■ Exercise requirements ■
The required result is the number of lines below that hold the word "engine", stated without anything else.

■ Data ■
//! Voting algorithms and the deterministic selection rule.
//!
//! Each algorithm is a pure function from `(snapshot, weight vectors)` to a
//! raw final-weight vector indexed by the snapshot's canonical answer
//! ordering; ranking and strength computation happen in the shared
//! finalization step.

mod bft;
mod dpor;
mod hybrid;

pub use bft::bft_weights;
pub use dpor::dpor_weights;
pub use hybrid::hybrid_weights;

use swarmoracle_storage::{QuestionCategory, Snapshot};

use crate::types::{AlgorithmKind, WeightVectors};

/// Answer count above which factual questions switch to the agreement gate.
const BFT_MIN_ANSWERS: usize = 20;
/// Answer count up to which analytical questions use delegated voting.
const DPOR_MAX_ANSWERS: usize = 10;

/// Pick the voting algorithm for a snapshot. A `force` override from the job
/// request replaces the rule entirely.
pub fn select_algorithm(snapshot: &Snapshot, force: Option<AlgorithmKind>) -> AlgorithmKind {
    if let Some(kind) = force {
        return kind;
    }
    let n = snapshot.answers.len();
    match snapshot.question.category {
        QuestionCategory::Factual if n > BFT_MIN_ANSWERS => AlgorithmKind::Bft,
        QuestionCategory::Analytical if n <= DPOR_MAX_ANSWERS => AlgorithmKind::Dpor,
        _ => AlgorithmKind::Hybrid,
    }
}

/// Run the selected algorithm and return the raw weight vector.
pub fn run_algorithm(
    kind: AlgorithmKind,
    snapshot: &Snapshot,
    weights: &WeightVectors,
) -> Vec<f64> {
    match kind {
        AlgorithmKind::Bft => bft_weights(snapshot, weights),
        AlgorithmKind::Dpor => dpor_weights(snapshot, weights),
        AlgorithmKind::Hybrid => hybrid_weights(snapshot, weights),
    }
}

...

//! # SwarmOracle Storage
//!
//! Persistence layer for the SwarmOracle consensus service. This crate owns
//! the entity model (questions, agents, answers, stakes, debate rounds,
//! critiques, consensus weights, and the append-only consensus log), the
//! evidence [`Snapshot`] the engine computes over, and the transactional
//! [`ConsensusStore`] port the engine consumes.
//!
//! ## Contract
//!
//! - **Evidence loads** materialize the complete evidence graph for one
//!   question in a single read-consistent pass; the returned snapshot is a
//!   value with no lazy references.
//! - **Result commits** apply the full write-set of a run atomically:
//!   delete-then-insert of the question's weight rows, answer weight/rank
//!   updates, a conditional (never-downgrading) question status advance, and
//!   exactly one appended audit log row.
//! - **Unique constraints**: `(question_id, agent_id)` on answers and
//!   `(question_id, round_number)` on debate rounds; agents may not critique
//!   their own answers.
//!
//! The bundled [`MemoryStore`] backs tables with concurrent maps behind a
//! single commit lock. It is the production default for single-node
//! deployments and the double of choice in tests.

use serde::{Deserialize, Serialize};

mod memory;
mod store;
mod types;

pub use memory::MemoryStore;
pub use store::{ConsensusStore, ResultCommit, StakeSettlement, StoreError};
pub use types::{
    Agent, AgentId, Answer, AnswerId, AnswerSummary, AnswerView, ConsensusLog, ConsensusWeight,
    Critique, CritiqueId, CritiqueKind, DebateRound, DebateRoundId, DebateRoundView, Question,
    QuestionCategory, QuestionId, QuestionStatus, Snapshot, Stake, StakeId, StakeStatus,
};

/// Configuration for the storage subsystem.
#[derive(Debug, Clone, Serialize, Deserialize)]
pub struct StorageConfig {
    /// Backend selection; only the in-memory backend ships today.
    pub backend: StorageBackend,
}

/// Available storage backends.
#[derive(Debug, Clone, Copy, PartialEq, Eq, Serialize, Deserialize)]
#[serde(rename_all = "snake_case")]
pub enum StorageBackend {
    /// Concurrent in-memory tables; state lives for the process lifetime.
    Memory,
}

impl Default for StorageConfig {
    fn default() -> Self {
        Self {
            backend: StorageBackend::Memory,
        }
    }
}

■ Finished task ■
2